O Fenómeno Finlandês

Por Francisco Roland Di Biase

“Existe um país onde os estudantes começam a estudar em uma idade mais avançada, assistem a menos aulas, tem três meses de férias de verão, passam menos tempo na escola por dia, raramente tem dever de casa e raramente são avaliados.”

“Existe um país onde professores são profissionais respeitados e rapidamente recebem um cargo, são raramente avaliados, ganham bons salários e tem um sindicato forte. ”

“Existe um país onde as escolas recebem fundos modestos, desenvolvem seus próprios currículos, pesquisam e adotam novas tecnologias, não tem diferenças de rendimento entre os alunos e não deixam nenhuma criança para trás.”

“Esse país é classificado no topo da lista por quase todas as medições.”

“Bem vindo à Finlândia.”

São com essas sentenças que começa o documentário “The Finland Phenomenon: Inside the World’s Most Surprising School System” (O Fenómeno Finlandês: Dentro do Mais Surpreendente Sistema Escolar do Mundo) de Robert A. Compton, dirigido por Sean T. Faust e apresentado pelo Dr. Tony Wagner. O filme mostra o sistema de ensino na Finlândia, um país que saiu da segunda guerra mundial com uma economia agrária e hoje é líder em desenvolvimento tecnológico sendo classificado pela ONU em 1º lugar em matéria de educação no mundo.

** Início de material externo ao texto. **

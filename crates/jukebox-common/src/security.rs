use argon2::{
    password_hash::{rand_core::OsRng, PasswordHash, PasswordHasher, PasswordVerifier, SaltString},
    Argon2,
};
use chrono::{DateTime, Duration, Utc};
use rand::{distributions::Alphanumeric, Rng};
use secrecy::{ExposeSecret, SecretString};
use tracing::warn;

use crate::error::{Error, Result};

pub const MIN_PASSWORD_LENGTH: usize = 6;
pub const SESSION_TTL_MINUTES: i64 = 15;
const TOKEN_LENGTH: usize = 64;

/// Argon2id hashing for the admin password. Hashes are PHC strings so the salt
/// and parameters travel with them.
pub struct PasswordManager;

impl PasswordManager {
    pub fn hash_password(password: &SecretString) -> Result<String> {
        let salt = SaltString::generate(&mut OsRng);
        let hash = Argon2::default().hash_password(password.expose_secret().as_bytes(), &salt)?;
        Ok(hash.to_string())
    }

    /// Ok(false) for a wrong password, Err only for a malformed stored hash
    pub fn verify_password(password: &SecretString, hash: &str) -> Result<bool> {
        let parsed = PasswordHash::new(hash)?;

        match Argon2::default().verify_password(password.expose_secret().as_bytes(), &parsed) {
            Ok(()) => Ok(true),
            Err(argon2::password_hash::Error::Password) => Ok(false),
            Err(e) => Err(e.into()),
        }
    }

    pub fn validate_new_password(password: &SecretString) -> Result<()> {
        if password.expose_secret().chars().count() < MIN_PASSWORD_LENGTH {
            return Err(Error::InvalidConfig(format!(
                "admin password must be at least {} characters",
                MIN_PASSWORD_LENGTH
            )));
        }
        Ok(())
    }
}

/// Bearer token handed out after a successful admin login
#[derive(Debug, Clone)]
pub struct SessionToken {
    token: String,
    expires_at: DateTime<Utc>,
}

impl SessionToken {
    pub fn generate() -> Self {
        Self::issued_at(Utc::now())
    }

    pub fn issued_at(now: DateTime<Utc>) -> Self {
        let token: String = rand::thread_rng()
            .sample_iter(&Alphanumeric)
            .take(TOKEN_LENGTH)
            .map(char::from)
            .collect();
        Self { token, expires_at: now + Duration::minutes(SESSION_TTL_MINUTES) }
    }

    pub fn token(&self) -> &str {
        &self.token
    }

    pub fn expires_at(&self) -> DateTime<Utc> {
        self.expires_at
    }

    pub fn is_valid_at(&self, now: DateTime<Utc>) -> bool {
        now < self.expires_at
    }

    /// Slide the expiry forward on activity
    pub fn touch(&mut self, now: DateTime<Utc>) {
        self.expires_at = now + Duration::minutes(SESSION_TTL_MINUTES);
    }
}

#[derive(Debug, Clone)]
struct LoginAttempt {
    at: DateTime<Utc>,
    successful: bool,
}

/// Failed-login throttle: 5 failures inside 15 minutes blocks further attempts
/// until the oldest failure ages out. A success clears the history.
#[derive(Debug)]
pub struct RateLimiter {
    attempts: Vec<LoginAttempt>,
    max_failures: usize,
    window: Duration,
}

impl RateLimiter {
    pub fn new() -> Self {
        Self::with_limits(5, Duration::minutes(15))
    }

    pub fn with_limits(max_failures: usize, window: Duration) -> Self {
        Self { attempts: Vec::new(), max_failures, window }
    }

    pub fn check_at(&mut self, now: DateTime<Utc>) -> bool {
        let cutoff = now - self.window;
        self.attempts.retain(|a| a.at > cutoff);

        let failures = self.attempts.iter().filter(|a| !a.successful).count();
        if failures >= self.max_failures {
            warn!("Admin login rate limit hit: {} failures in the last window", failures);
            return false;
        }
        true
    }

    pub fn check(&mut self) -> bool {
        self.check_at(Utc::now())
    }

    pub fn record_at(&mut self, successful: bool, now: DateTime<Utc>) {
        if successful {
            self.attempts.clear();
        }
        self.attempts.push(LoginAttempt { at: now, successful });
    }

    pub fn record(&mut self, successful: bool) {
        self.record_at(successful, Utc::now())
    }
}

impl Default for RateLimiter {
    fn default() -> Self {
        Self::new()
    }
}

#[cfg(test)]
mod tests {
    use super::*;

    fn secret(s: &str) -> SecretString {
        SecretString::new(s.to_string().into())
    }

    #[test]
    fn test_hash_and_verify() {
        let hash = PasswordManager::hash_password(&secret("correct horse")).unwrap();
        assert!(hash.starts_with("$argon2id$"));

        assert!(PasswordManager::verify_password(&secret("correct horse"), &hash).unwrap());
        assert!(!PasswordManager::verify_password(&secret("battery staple"), &hash).unwrap());
    }

    #[test]
    fn test_malformed_hash_is_an_error() {
        assert!(PasswordManager::verify_password(&secret("x"), "not-a-hash").is_err());
    }

    #[test]
    fn test_short_password_rejected() {
        assert!(PasswordManager::validate_new_password(&secret("abc")).is_err());
        assert!(PasswordManager::validate_new_password(&secret("abcdef")).is_ok());
    }

    #[test]
    fn test_session_token_expiry() {
        let now = Utc::now();
        let mut token = SessionToken::issued_at(now);

        assert_eq!(token.token().len(), 64);
        assert!(token.is_valid_at(now + Duration::minutes(14)));
        assert!(!token.is_valid_at(now + Duration::minutes(15)));

        token.touch(now + Duration::minutes(10));
        assert!(token.is_valid_at(now + Duration::minutes(20)));
        assert_ne!(token.token(), SessionToken::generate().token());
    }

    #[test]
    fn test_rate_limiter_blocks_after_failures() {
        let mut limiter = RateLimiter::new();
        let now = Utc::now();

        for i in 0..5 {
            assert!(limiter.check_at(now + Duration::seconds(i)));
            limiter.record_at(false, now + Duration::seconds(i));
        }
        assert!(!limiter.check_at(now + Duration::minutes(1)));

        // Failures age out of the window
        assert!(limiter.check_at(now + Duration::minutes(16)));
    }

    #[test]
    fn test_success_clears_failures() {
        let mut limiter = RateLimiter::new();
        let now = Utc::now();

        for _ in 0..4 {
            limiter.record_at(false, now);
        }
        limiter.record_at(true, now);
        limiter.record_at(false, now);
        assert!(limiter.check_at(now));
    }
}
impl GenreCache {
    fn new(capacity: NonZeroUsize) -> Self {
        Self { artists: LruCache::new(capacity) }
    }

    fn missing(&self, ids: &[String]) -> Vec<String> {
        ids.iter().filter(|id| !self.artists.contains(*id)).cloned().collect()
    }

    fn insert(&mut self, artist_id: String, genres: Vec<String>) {
        self.artists.put(artist_id, genres);
    }

    /// Union of the cached genres of `ids`, in artist order
    fn genres_for(&mut self, ids: &[String]) -> Vec<String> {
        let mut genres: Vec<String> = Vec::new();
        for id in ids {
            for genre in self.artists.get(id).into_iter().flatten() {
                if !genres.contains(genre) {
                    genres.push(genre.clone());
                }
            }
        }
        genres
    }
}

async fn check_status(response: Response) -> SpotifyResult<Response> {
    let status = response.status();
    if status.is_success() {
        return Ok(response);
    }

    let body = response.text().await.unwrap_or_default();
    let message = serde_json::from_str::<ErrorPayload>(&body)
        .map(|e| e.message())
        .unwrap_or_else(|_| body.trim().to_string());

    match status {
        StatusCode::UNAUTHORIZED => Err(SpotifyError::NotAuthorized),
        StatusCode::NOT_FOUND if message.contains("NO_ACTIVE_DEVICE") => {
            Err(SpotifyError::NoActiveDevice)
        }
        _ => Err(SpotifyError::Api { status: status.as_u16(), message }),
    }
}

// ============================================================================
// Wire payloads
// ============================================================================

#[derive(Debug, Deserialize)]
struct TokenResponse {
    access_token: String,
    expires_in: i64,
    refresh_token: Option<String>,
    scope: Option<String>,
}
use axum::{
    extract::State,
    response::Json,
    routing::{get, post},
    Router,
};
use jukebox_proto::api::{
    BluetoothAddressRequest, BluetoothDevicesResponse, CommandReport, LockdownRequest,
    PlayerConfigRequest, RepairRequest, ScanRequest,
};
use tracing::info;

use super::{done, ok, ApiResult, AppState};

pub fn router() -> Router<AppState> {
    Router::new()
        .route("/bluetooth/devices", get(bluetooth_devices))
        .route("/bluetooth/scan", post(bluetooth_scan))
        .route("/bluetooth/pair", post(bluetooth_pair))
        .route("/bluetooth/connect", post(bluetooth_connect))
        .route("/bluetooth/disconnect", post(bluetooth_disconnect))
        .route("/bluetooth/remove", post(bluetooth_remove))
        .route("/system/repair", post(repair))
        .route("/system/update", post(update))
        .route("/system/lockdown", post(lockdown))
        .route("/player-config", post(player_config))
}

pub async fn bluetooth_devices(
    State(service): State<AppState>,
) -> ApiResult<BluetoothDevicesResponse> {
    ok(service.bluetooth_devices().await?)
}

pub async fn bluetooth_scan(
    State(service): State<AppState>,
    request: Option<Json<ScanRequest>>,
) -> ApiResult<BluetoothDevicesResponse> {
    let request = request.map(|Json(r)| r).unwrap_or_default();
    info!("POST /api/admin/bluetooth/scan - {:?}s", request.duration_secs);
    ok(service.bluetooth_scan(request.duration_secs).await?)
}

pub async fn bluetooth_pair(
    State(service): State<AppState>,
    Json(request): Json<BluetoothAddressRequest>,
) -> ApiResult<()> {
    info!("POST /api/admin/bluetooth/pair - {}", request.address);
    service.bluetooth_pair(&request.address).await?;
    done()
}

pub async fn bluetooth_connect(
    State(service): State<AppState>,
    Json(request): Json<BluetoothAddressRequest>,
) -> ApiResult<()> {
    info!("POST /api/admin/bluetooth/connect - {}", request.address);
    service.bluetooth_connect(&request.address).await?;
    done()
}

pub async fn bluetooth_disconnect(
    State(service): State<AppState>,
    Json(request): Json<BluetoothAddressRequest>,
) -> ApiResult<()> {
    info!("POST /api/admin/bluetooth/disconnect - {}", request.address);
    service.bluetooth_disconnect(&request.address).await?;
    done()
}

pub async fn bluetooth_remove(
    State(service): State<AppState>,
    Json(request): Json<BluetoothAddressRequest>,
) -> ApiResult<()> {
    info!("POST /api/admin/bluetooth/remove - {}", request.address);
    service.bluetooth_remove(&request.address).await?;
    done()
}

pub async fn repair(
    State(service): State<AppState>,
    Json(request): Json<RepairRequest>,
) -> ApiResult<CommandReport> {
    info!("POST /api/admin/system/repair - {}", request.command);
    ok(service.repair(request.command).await?)
}

pub async fn update(State(service): State<AppState>) -> ApiResult<CommandReport> {
    info!("POST /api/admin/system/update");
    ok(service.update_system().await?)
}

pub async fn lockdown(
    State(service): State<AppState>,
    Json(request): Json<LockdownRequest>,
) -> ApiResult<CommandReport> {
    info!("POST /api/admin/system/lockdown - enabled: {}", request.enabled);
    ok(service.set_internet_lockdown(request.enabled).await?)
}

pub async fn player_config(
    State(service): State<AppState>,
    Json(request): Json<PlayerConfigRequest>,
) -> ApiResult<CommandReport> {
    info!("POST /api/admin/player-config - device: {}", request.device_name);
    ok(service.write_player_config(request).await?)
}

A grande diferença é que em vez dos professores ensinarem um conteúdo para os alunos as crianças são ensinadas a pensar por elas mesmas incentivando a criatividade, a curiosidade e a imaginação. Elas são estimuladas a resolver problemas, pesquisando e analisando as informações sozinhas, ter clareza de pensamento e fazer críticas.

Um bom exemplo desse método é quando ensinam o teorema de Pitágoras, em vez do professor explicar para os alunos como chegar na famosa fórmula (a2 = b2 + c2), ele os conduz para que descubram o teorema por si mesmos.

No decorrer das aulas procura-se que 60% do tempo seja dos alunos, para discutir o assunto, e os 40% restantes do professor, deixando os estudantes mais livres para chegarem as suas próprias conclusões. Além disso, também permite que os professores dediquem mais atenção para as crianças com maior dificuldade não permitindo que ninguém fique para trás.

A necessidade de testes e provas para avaliar o desempenho do aluno é quase inexistente assim como não existem turmas especiais, todos os alunos recebem a mesma qualidade de ensino, não importando onde estudem, sua condição social, raça, religião etc.

Todos os professores, até os de 1º grau, precisam ser mestres para exercer a profissão, significando pelo menos 5 anos de estudos, 3 para o bacharelado mais 2 para o mestrado e mesmo assim apenas 10% dos candidatos são absorvidos pelo sistema de ensino que diga-se de passagem é público.

Os candidatos que conseguem se tornar professores primeiro viram “professores- estudantes” onde terão que assistir as aulas, junto com os alunos, ministradas pelos mais experientes “professores-mestres”. Depois de cada aula os professores-estudantes discutem com os professores-mestres suas observações sobre o método de ensino, o que fariam diferente e assim por diante. Esse sistema cria um ambiente onde os professores estão constantemente aprendendo e aperfeiçoando-se com o “feedback” dos demais. É um sistema dinâmico onde o professor não é um profissional solitário diferente da maioria dos outros países.

E isso é possível porque na base do sistema está a confiança de que está sendo realizado um trabalho de alta qualidade pelas instituições educacionais e professores. Um bom exemplo são os currículos. O Ministério da Educação da Finlândia tem um currículo básico, mas confia nos municípios e suas escolas para adequá-los as necessidades locais, ou seja, as escolas criam seus próprios currículos em cima do básico. Por sua vez as escolas confiam nos professores para ensinar da maneira que acham melhor não havendo a necessidade de avaliá-los.

O surpreendente é que o sistema foi implantado em apenas 25 anos. Na década de 1970 quando a força de trabalho começou a diminuir, o governo tomou a decisão que a base do desenvolvimento do país não iria mais ser a produção industrial, mas a capacidade de desenvolvimento intelectual da população. Isso levou a Finlândia, hoje, ter um orçamento de 3,5% do PIB para Pesquisa e Desenvolvimento, o 3º maior do mundo e também ser o país com a maior taxa per capita de pesquisadores no mundo.

Como Einstein uma vez disse “A formulação do problema é mais importante que a solução”.

Referência:

The Finland Phenomenon: Inside the World’s Most Surprising School System de Robert A. Compton e dirigido por Sean T. Faust.